» **Exercise directions**
Go through the records below and return each line that has "response" in it.

Saved entries:
//! Interactive comparison form.
//!
//! A single HTML page with two uploads and a "Predict" button. Submitting
//! re-renders the page with both images and either the similarity metric or
//! an error banner.

use crate::engine::EngineError;
use crate::http_interface::{compare_uploads, AppState, Upload, UploadForm};
use axum::extract::multipart::MultipartRejection;
use axum::extract::{Multipart, State};
use axum::response::Html;
use base64::Engine as _;
use facesim_core::image_io::{self, ALLOWED_EXTENSIONS};
use facesim_core::{ImageRole, RoleNames};

const FIRST_FIELD: &str = "file_1";
const SECOND_FIELD: &str = "file_2";

/// What the page shows below the form.
#[derive(Debug, Default)]
struct PageView {
    previews: [Option<String>; 2],
    similarity: Option<String>,
    verdict: Option<&'static str>,
    error: Option<String>,
}

/// `GET /`
pub async fn index() -> Html<String> {
    Html(render(&PageView::default()))
}

/// `POST /form`
pub async fn submit(State(state): State<AppState>, multipart: Result<Multipart, MultipartRejection>) -> Html<String> {
    let form = match multipart {
        Ok(multipart) => UploadForm::collect(multipart).await.map_err(|e| e.body_text()),
        Err(rejection) => Err(rejection.body_text()),
    };
    let form = match form {
        Ok(form) => form,
        Err(message) => {
            return Html(render(&PageView {
                error: Some(message),
                ..PageView::default()
            }))
        }
    };

    let first = form.file(FIRST_FIELD);
    let second = form.file(SECOND_FIELD);
    let mut view = PageView {
        previews: [first.map(data_uri), second.map(data_uri)],
        ..PageView::default()
    };

    let (Some(first), Some(second)) = (first, second) else {
        view.error = Some("Please upload two image files".to_string());
        return Html(render(&view));
    };

    for (role, upload) in [(ImageRole::First, first), (ImageRole::Second, second)] {
        let name = upload.file_name.as_deref().unwrap_or_default();
        if image_io::check_extension(name).is_err() {
            view.error = Some(format!(
                "{} must be one of: {}",
                RoleNames::ORDINAL.name(role),
                ALLOWED_EXTENSIONS.join(", ")
            ));
            return Html(render(&view));
        }
    }

    match compare_uploads(&state, &first.bytes, &second.bytes).await {
        Ok(comparison) => {
            tracing::info!(score = comparison.score, "form comparison succeeded");
            view.similarity = Some(format!("{:.2}", comparison.score));
            view.verdict = Some(comparison.verdict.label());
        }
        Err(err) => {
            tracing::info!(error = %err, "form comparison failed");
            view.error = Some(match &err {
                EngineError::Comparison(e) => e.message(RoleNames::ORDINAL),
                other => other.to_string(),
            });
        }
    }
    Html(render(&view))
}

fn data_uri(upload: &Upload) -> String {
    let mime = upload.content_type.as_deref().unwrap_or("image/png");
    format!(
        "data:{};base64,{}",
        mime,
        base64::engine::general_purpose::STANDARD.encode(&upload.bytes)
    )
}

fn html_escape(s: &str) -> String {
    s.replace('&', "&amp;")
        .replace('<', "&lt;")
        .replace('>', "&gt;")
        .replace('"', "&quot;")
        .replace('\'', "&#39;")
}

fn render(view: &PageView) -> String {
    let accept = ALLOWED_EXTENSIONS
        .iter()
        .map(|ext| format!(".{ext}"))
        .collect::<Vec<_>>()
        .join(",");

    let column = |field: &str, preview: &Option<String>| {
        let image = preview
            .as_deref()
            .map(|src| format!(r#"<img src="{}" alt="{field}">"#, html_escape(src)))
            .unwrap_or_default();
        format!(
            r#"<div class="col"><label>Please upload an image file<input type="file" name="{field}" accept="{accept}"></label>{image}</div>"#
        )
    };

    let mut outcome = String::new();
    if let Some(error) = &view.error {
        outcome.push_str(&format!(r#"<p class="error">{}</p>"#, html_escape(error)));
    }
    if let Some(score) = &view.similarity {
        outcome.push_str(&format!(
            r#"<div class="metric"><span>Similarity</span><strong>{}</strong>"#,
            html_escape(score)
        ));
        if let Some(verdict) = view.verdict {
            outcome.push_str(&format!("<em>{verdict}</em>"));
        }
        outcome.push_str("</div>");
    }

    format!(
        r#"<!DOCTYPE html>
<html lang="en">
<head>
<meta charset="utf-8">
<title>Face Recognition App (Demo)</title>
<style>
body {{ font-family: sans-serif; max-width: 960px; margin: 2rem auto; }}
.row {{ display: flex; gap: 2rem; }}
.col {{ flex: 1; }}
.col img {{ max-width: 100%; margin-top: 1rem; }}
.error {{ background: #fde8e8; color: #9b1c1c; padding: 0.75rem; }}
.metric span {{ display: block; color: #555; }}
.metric strong {{ font-size: 2rem; margin-right: 1rem; }}
</style>
</head>
<body>
<h1>Face Recognition App (Demo)</h1>
<form method="post" action="/form" enctype="multipart/form-data">
<div class="row">{first}{second}</div>
<button type="submit">Predict</button>
</form>
{outcome}
</body>
</html>
"#,
        first = column(FIRST_FIELD, &view.previews[0]),
        second = column(SECOND_FIELD, &view.previews[1]),
    )
}

#[cfg(test)]
mod tests {
    use super::*;
    use crate::http_interface::test_support::{app, body_string, multipart_request, Part};
    use crate::testing::png;
    use axum::body::Body;
    use axum::http::{Request, StatusCode};
    use std::sync::atomic::Ordering;
    use tower::ServiceExt;

    #[test]
    fn test_html_escape() {
        assert_eq!(html_escape(r#"<b>"x" & 'y'</b>"#), "&lt;b&gt;&quot;x&quot; &amp; &#39;y&#39;&lt;/b&gt;");
    }

    #[tokio::test]
    async fn test_index_renders_form() {
        let app = app();
        let response = app
            .router
            .oneshot(Request::builder().uri("/").body(Body::empty()).unwrap())
            .await
            .unwrap();
        assert_eq!(response.status(), StatusCode::OK);
        let html = body_string(response).await;
        assert!(html.contains(r#"name="file_1""#));
        assert!(html.contains(r#"accept=".jpg,.png,.jpeg,.jfif""#));
        assert!(html.contains("Predict"));
    }

    #[tokio::test]
    async fn test_submit_shows_similarity() {
        let app = app();
        let a = png(1, 100, 0);
        let b = png(1, 100, 0);
        let request = multipart_request(
            "/form",
            &[
                Part::File { name: FIRST_FIELD, file_name: "a.png", content_type: "image/png", bytes: &a },
                Part::File { name: SECOND_FIELD, file_name: "b.jpeg", content_type: "image/jpeg", bytes: &b },
            ],
        );

        let html = body_string(app.router.oneshot(request).await.unwrap()).await;
        assert!(html.contains("<strong>1.00</strong>"), "{html}");
        assert!(html.contains("Same person"));
        assert!(html.contains("data:image/png;base64,"));
    }

    #[tokio::test]
    async fn test_submit_missing_file_prompts_for_both() {
        let app = app();
        let a = png(1, 1, 1);
        let request = multipart_request(
            "/form",
            &[Part::File { name: FIRST_FIELD, file_name: "a.png", content_type: "image/png", bytes: &a }],
        );

        let html = body_string(app.router.oneshot(request).await.unwrap()).await;
        assert!(html.contains("Please upload two image files"));
        assert_eq!(app.extractor.calls.load(Ordering::SeqCst), 0);
    }

    #[tokio::test]
    async fn test_submit_multi_face_error() {
        let app = app();
        let a = png(1, 1, 1);
        let b = png(2, 1, 1);
        let request = multipart_request(
            "/form",
            &[
                Part::File { name: FIRST_FIELD, file_name: "a.png", content_type: "image/png", bytes: &a },
                Part::File { name: SECOND_FIELD, file_name: "b.png", content_type: "image/png", bytes: &b },
            ],
        );

        let html = body_string(app.router.oneshot(request).await.unwrap()).await;
        assert!(html.contains("Second image has multiple faces."));
        assert!(!html.contains("class=\"metric\""));
    }

    #[tokio::test]
    async fn test_submit_rejects_extension() {
        let app = app();
        let a = png(1, 1, 1);
        let request = multipart_request(
            "/form",
            &[
                Part::File { name: FIRST_FIELD, file_name: "a.gif", content_type: "image/gif", bytes: &a },
                Part::File { name: SECOND_FIELD, file_name: "b.png", content_type: "image/png", bytes: &a },
            ],
        );

        let html = body_string(app.router.oneshot(request).await.unwrap()).await;
        assert!(html.contains("First image must be one of: jpg, png, jpeg, jfif"));
        assert_eq!(app.extractor.calls.load(Ordering::SeqCst), 0);
    }
}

» **Solution to the exercise**
use axum::response::Html;
        let response = app
        assert_eq!(response.status(), StatusCode::OK);
        let html = body_string(response).await;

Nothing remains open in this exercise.